Burrowed under
the surface,
secreted shadows
that swirl sand
and flooded land
with God's hand.
I'll masquerade
as a poet
a little longer,
learning to find
myself
beneath my words,
expose my own
taproots.
Shortly into remission from stage three cancer, I was joking with my primary care physician: “What doesn’t kill you makes you stronger, right?”
“Well,” she said, surprisingly hesitant. “It makes you more empathetic.”
I placed her words into the basket of reliable advice I’d taken away from cancer treatment. We cancer thrivers and survivors hear so many pieces of unhelpful advice from acquaintances when going through treatment, from the suggestions that we need to avoid X food or beverage, make X new huge lifestyle change, try X new expensive supplement. However, every once in a while, we can tuck away something valuable.
My doctor’s words have become my motto now: “What doesn’t kill you makes you more empathetic.” I realized that it was life advice that I could live by. I share it with my students each semester. And each day I consider ways that I can live with love as my primary focus. I don’t toss out the “L” word lightly, like my friends and I used to do in middle school, signing every entry in our yearbook “Love ya!”, even for the classmates we’d never spoken a word to. And I don’t mean it in a romantic way, like I think we are programmed to do in western culture, too frightened of what others will think if we use that word with someone who is not our partner or immediate family.
But that’s just it. Maybe our family is bigger than we realize. Last summer, we were visiting with friends from Bangladesh and my friend said that we two should take all our kids and go across the street to the pool while the husbands did “manly things” (they went shopping 😅 ). “We can all use my family pass because we are all family,” she said.
It was easy for these friends to become our family because we’d known each other since college, had shared each others’ food and houses, and were raising children who already considered each other brothers and sisters.
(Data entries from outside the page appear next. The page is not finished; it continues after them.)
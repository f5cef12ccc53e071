//! The statically-defined challenge path: per level, an ordered list of units,
//! each an ordered list of stages. Learner progress against it is stored
//! separately (sparsely) by the engine; this module is pure content.

use crate::Level;

#[derive(Copy, Clone, Debug, Eq, PartialEq)]
pub struct ChallengeStage {
    pub id: &'static str,
    pub title: &'static str,
}

#[derive(Copy, Clone, Debug, Eq, PartialEq)]
pub struct ChallengeUnit {
    pub id: &'static str,
    pub title: &'static str,
    /// Declaration order is the play order. Stage ids carry a matching
    /// numeric suffix (`stage-1`, `stage-2`, ...).
    pub stages: &'static [ChallengeStage],
}

#[derive(Copy, Clone, Debug, Eq, PartialEq)]
pub struct LevelChallenges {
    pub level: Level,
    pub units: &'static [ChallengeUnit],
}

pub const CHALLENGE_PATH: &[LevelChallenges] = &[
    LevelChallenges {
        level: Level::N5,
        units: &[
            ChallengeUnit {
                id: "unit-1",
                title: "Hiragana",
                stages: &[
                    ChallengeStage {
                        id: "stage-1",
                        title: "Vowels",
                    },
                    ChallengeStage {
                        id: "stage-2",
                        title: "K and S rows",
                    },
                    ChallengeStage {
                        id: "stage-3",
                        title: "T and N rows",
                    },
                    ChallengeStage {
                        id: "stage-4",
                        title: "H, M, Y rows",
                    },
                    ChallengeStage {
                        id: "stage-5",
                        title: "Hiragana review",
                    },
                ],
            },
            ChallengeUnit {
                id: "unit-2",
                title: "Katakana",
                stages: &[
                    ChallengeStage {
                        id: "stage-1",
                        title: "Vowels and K row",
                    },
                    ChallengeStage {
                        id: "stage-2",
                        title: "S through N rows",
                    },
                    ChallengeStage {
                        id: "stage-3",
                        title: "Loanword practice",
                    },
                    ChallengeStage {
                        id: "stage-4",
                        title: "Katakana review",
                    },
                ],
            },
            ChallengeUnit {
                id: "unit-3",
                title: "First words",
                stages: &[
                    ChallengeStage {
                        id: "stage-1",
                        title: "Greetings",
                    },
                    ChallengeStage {
                        id: "stage-2",
                        title: "Numbers",
                    },
                    ChallengeStage {
                        id: "stage-3",
                        title: "In the classroom",
                    },
                ],
            },
        ],
    },
    LevelChallenges {
        level: Level::N4,
        units: &[
            ChallengeUnit {
                id: "unit-1",
                title: "Particles",
                stages: &[
                    ChallengeStage {
                        id: "stage-1",
                        title: "は and が",
                    },
                    ChallengeStage {
                        id: "stage-2",
                        title: "を, に, で",
                    },
                    ChallengeStage {
                        id: "stage-3",
                        title: "から and まで",
                    },
                    ChallengeStage {
                        id: "stage-4",
                        title: "Particle review",
                    },
                ],
            },
            ChallengeUnit {
                id: "unit-2",
                title: "Verb forms",
                stages: &[
                    ChallengeStage {
                        id: "stage-1",
                        title: "て form",
                    },
                    ChallengeStage {
                        id: "stage-2",
                        title: "Potential form",
                    },
                    ChallengeStage {
                        id: "stage-3",
                        title: "Volitional form",
                    },
                ],
            },
        ],
    },
    LevelChallenges {
        level: Level::N3,
        units: &[ChallengeUnit {
            id: "unit-1",
            title: "Casual speech",
            stages: &[
                ChallengeStage {
                    id: "stage-1",
                    title: "Contractions",
                },
                ChallengeStage {
                    id: "stage-2",
                    title: "Sentence-final particles",
                },
                ChallengeStage {
                    id: "stage-3",
                    title: "Casual conversation",
                },
            ],
        }],
    },
    LevelChallenges {
        level: Level::N2,
        units: &[ChallengeUnit {
            id: "unit-1",
            title: "Formal writing",
            stages: &[
                ChallengeStage {
                    id: "stage-1",
                    title: "である style",
                },
                ChallengeStage {
                    id: "stage-2",
                    title: "Keigo foundations",
                },
                ChallengeStage {
                    id: "stage-3",
                    title: "Business email",
                },
            ],
        }],
    },
    LevelChallenges {
        level: Level::N1,
        units: &[ChallengeUnit {
            id: "unit-1",
            title: "Nuance and idiom",
            stages: &[
                ChallengeStage {
                    id: "stage-1",
                    title: "Four-character idioms",
                },
                ChallengeStage {
                    id: "stage-2",
                    title: "Literary grammar",
                },
                ChallengeStage {
                    id: "stage-3",
                    title: "Editorial reading",
                },
            ],
        }],
    },
];

pub fn units_for(level: Level) -> &'static [ChallengeUnit] {
    CHALLENGE_PATH
        .iter()
        .find(|entry| entry.level == level)
        .map(|entry| entry.units)
        .unwrap_or_default()
}

pub fn find_unit(level: Level, unit_id: &str) -> Option<&'static ChallengeUnit> {
    units_for(level).iter().find(|unit| unit.id == unit_id)
}

impl ChallengeUnit {
    /// Position of a stage within this unit's play order.
    pub fn stage_position(&self, stage_id: &str) -> Option<usize> {
        self.stages.iter().position(|stage| stage.id == stage_id)
    }
}
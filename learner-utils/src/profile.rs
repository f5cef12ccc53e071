use crate::Level;
use serde::{Deserialize, Serialize};

#[derive(Debug, Serialize, Deserialize, Clone, PartialEq, Eq)]
pub struct LearnerProfile {
    pub id: String,
    pub name: String,
    pub email: String,
    #[serde(default, skip_serializing_if = "Option::is_none")]
    pub display_name: Option<String>,
}

/// One admin-dashboard row per learner. Percentages are already rounded.
#[derive(Debug, Serialize, Deserialize, Clone, PartialEq, Eq)]
pub struct LearnerOverviewRow {
    pub learner_id: String,
    pub name: String,
    pub email: String,
    pub deck_completion_percent: u32,
    pub grammar_completion_percent: u32,
    pub quiz_average_percent: u32,
}

/// Cohort-wide quiz accuracy at one level, split by category.
#[derive(Debug, Serialize, Deserialize, Clone, PartialEq, Eq)]
pub struct CohortAccuracy {
    pub level: Level,
    pub vocabulary_accuracy_percent: u32,
    pub grammar_accuracy_percent: u32,
    pub learner_count: usize,
}
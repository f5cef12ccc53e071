//! End-to-end flows through the public store API.

use std::collections::BTreeSet;
use std::time::Duration;

use chrono::{DateTime, Utc};

use kotoba_engine::{
    EconomyClock, JsonFileVault, MAX_HEARTS, MemoryVault, ProgressionError, ProgressionStore,
    StageStatus, stats, unlock,
};
use learner_utils::challenge_path::find_unit;
use learner_utils::{CardDraft, CardKind, Category, DeckDraft, GeneratedDeck, Level};

fn init_logging() {
    let _ = env_logger::builder().is_test(true).try_init();
}

fn kana_card(front: &str, back: &str) -> CardDraft {
    CardDraft {
        front: front.to_string(),
        back: back.to_string(),
        reading: None,
        kind: CardKind::Recognition,
        level: Level::N5,
    }
}

fn open_memory_store(now: DateTime<Utc>) -> ProgressionStore {
    ProgressionStore::open("hana", MemoryVault::default(), now).unwrap()
}

#[test]
fn test_mastering_cards_moves_the_completion_percent() {
    init_logging();
    let mut store = open_memory_store(Utc::now());

    let deck = store.add_deck(DeckDraft {
        title: "Kana Basics".to_string(),
        category: Category::Kana,
        level: Level::N5,
    });
    for (front, back) in [("か", "ka"), ("き", "ki"), ("く", "ku")] {
        store.add_card(deck, kana_card(front, back)).unwrap();
    }
    assert_eq!(stats::deck_completion(store.state(), deck), Some(0));

    store.set_mastered_count(deck, 2).unwrap();
    assert_eq!(
        stats::deck_completion(store.state(), deck),
        Some(67),
        "2 of 3 rounds half up"
    );

    // deleting a card re-derives the total and clamps progress to it
    let second_card = store.state().deck(deck).unwrap().cards[1].id;
    store.delete_card(deck, second_card).unwrap();
    let stat = store.state().deck_stat(deck).unwrap();
    assert_eq!((stat.progress, stat.total), (2, 2));
    assert_eq!(stats::deck_completion(store.state(), deck), Some(100));
}

#[test]
fn test_buying_hearts_back_with_diamonds() {
    init_logging();
    let now = Utc::now();
    let mut store = open_memory_store(now);

    store.add_diamonds(10);
    assert_eq!(store.state().diamonds, 20);
    store.lose_heart(now);
    store.lose_heart(now);
    assert_eq!(store.state().hearts, 3);

    assert!(store.purchase_hearts(2, 15));
    assert_eq!(store.state().diamonds, 5);
    assert_eq!(store.state().hearts, MAX_HEARTS);
    assert_eq!(store.state().last_heart_loss, None);

    assert!(!store.purchase_hearts(1, 5), "already at the cap");
    assert_eq!(store.state().diamonds, 5);
}

#[test]
fn test_challenge_stages_unlock_in_play_order() {
    init_logging();
    let mut store = open_memory_store(Utc::now());
    let unit = find_unit(Level::N5, "unit-1").unwrap();

    let statuses = unlock::unit_statuses(&store.state().challenge_progress, Level::N5, unit);
    assert_eq!(statuses[0], ("stage-1", StageStatus::Active));

    let skipped = store.complete_challenge_stage(Level::N5, "unit-1", "stage-3");
    assert!(matches!(skipped, Err(ProgressionError::StageLocked { .. })));

    assert_eq!(
        store.complete_challenge_stage(Level::N5, "unit-1", "stage-1"),
        Ok(true)
    );
    assert_eq!(
        store.complete_challenge_stage(Level::N5, "unit-1", "stage-1"),
        Ok(false),
        "re-completion is quiet"
    );
    assert_eq!(
        store.complete_challenge_stage(Level::N5, "unit-1", "stage-2"),
        Ok(true)
    );

    let statuses = unlock::unit_statuses(&store.state().challenge_progress, Level::N5, unit);
    assert_eq!(statuses[2], ("stage-3", StageStatus::Active));

    let unknown = store.complete_challenge_stage(Level::N5, "unit-9", "stage-1");
    assert!(matches!(
        unknown,
        Err(ProgressionError::UnknownChallengeStage { .. })
    ));
}

#[test]
fn test_document_survives_a_reload() {
    init_logging();
    let dir = tempfile::tempdir().unwrap();
    let now = Utc::now();
    let session_one = now - chrono::Duration::minutes(40);

    let deck;
    {
        let vault = JsonFileVault::new(dir.path()).unwrap();
        let mut store = ProgressionStore::open("hana", vault, session_one).unwrap();
        deck = store.add_deck(DeckDraft {
            title: "Food stalls".to_string(),
            category: Category::Vocabulary,
            level: Level::N5,
        });
        store
            .complete_challenge_stage(Level::N5, "unit-1", "stage-1")
            .unwrap();
        store.lose_heart(session_one);
        assert_eq!(store.state().hearts, 4);
    }

    let vault = JsonFileVault::new(dir.path()).unwrap();
    let store = ProgressionStore::open("hana", vault, now).unwrap();

    assert!(store.state().deck(deck).is_some());
    assert_eq!(
        store
            .state()
            .challenge_progress
            .stored(Level::N5, "unit-1", "stage-1"),
        Some(StageStatus::Completed)
    );
    // the heart lost 40 minutes ago regenerated during open
    assert_eq!(store.state().hearts, MAX_HEARTS);
    assert_eq!(store.state().last_heart_loss, None);
}

#[tokio::test(start_paused = true)]
async fn test_clock_converges_after_a_long_absence() {
    init_logging();
    let away_since = Utc::now() - chrono::Duration::minutes(65);
    let mut store = ProgressionStore::open("hana", MemoryVault::default(), away_since).unwrap();
    store.lose_heart(away_since);
    store.lose_heart(away_since);
    assert_eq!(store.state().hearts, 3);

    let shared = store.into_shared();
    let _clock = EconomyClock::spawn(shared.clone());
    tokio::time::sleep(Duration::from_secs(5)).await;

    let store = shared.lock().await;
    assert_eq!(
        store.state().hearts,
        MAX_HEARTS,
        "two full intervals elapsed, capped at five"
    );
    assert_eq!(store.state().last_heart_loss, None);
}

#[tokio::test(start_paused = true)]
async fn test_disposed_clock_grants_nothing() {
    init_logging();
    let long_ago = Utc::now() - chrono::Duration::minutes(65);
    let store = ProgressionStore::open("hana", MemoryVault::default(), long_ago).unwrap();
    let shared = store.into_shared();

    let clock = EconomyClock::spawn(shared.clone());
    tokio::time::sleep(Duration::from_secs(3)).await;
    clock.dispose();

    {
        let mut store = shared.lock().await;
        store.lose_heart(long_ago);
        store.lose_heart(long_ago);
        assert_eq!(store.state().hearts, 3, "both hearts long overdue");
    }

    tokio::time::sleep(Duration::from_secs(10)).await;
    let store = shared.lock().await;
    assert_eq!(store.state().hearts, 3, "a disposed clock grants nothing");
}

#[test]
fn test_generated_content_lands_with_fresh_ids() {
    init_logging();
    let mut store = open_memory_store(Utc::now());

    let mut existing: BTreeSet<u64> = BTreeSet::new();
    for deck in &store.state().decks {
        existing.insert(deck.id.0);
        existing.extend(deck.cards.iter().map(|card| card.id.0));
    }

    let deck = store.import_generated_deck(GeneratedDeck {
        title: "Weather small talk".to_string(),
        category: Category::Vocabulary,
        level: Level::N4,
        cards: vec![kana_card("あつい", "hot"), kana_card("さむい", "cold")],
    });

    let imported = store.state().deck(deck).unwrap();
    assert!(!existing.contains(&deck.0));
    for card in &imported.cards {
        assert!(!existing.contains(&card.id.0));
    }

    let stat = store.state().deck_stat(deck).unwrap();
    assert_eq!((stat.progress, stat.total), (0, 2));
}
Even if the blonde woman working at the pool gave us some serious side-eye when we announced we were sisters, it didn’t matter. Family is not something you can identify based on appearance.
Your family truly is what you make it, and the entire world can be your family if you allow yourself that grace. What that means to me is considering the humanity of every person I encounter.
It is more difficult, however, to consider those not close to you as a part of your family. It is far easier to ignore someone you don’t know or to focus on yourself in an interaction.
If I’m frustrated with a student’s poor excuse for missing classes, I can still place their humanity first and consider what’s best for them in my reply: is my frustrated insistence that they can’t turn in late work what’s best for them, or is that just what’s easiest for me? Instead, I show them what resources are available and what help I can offer.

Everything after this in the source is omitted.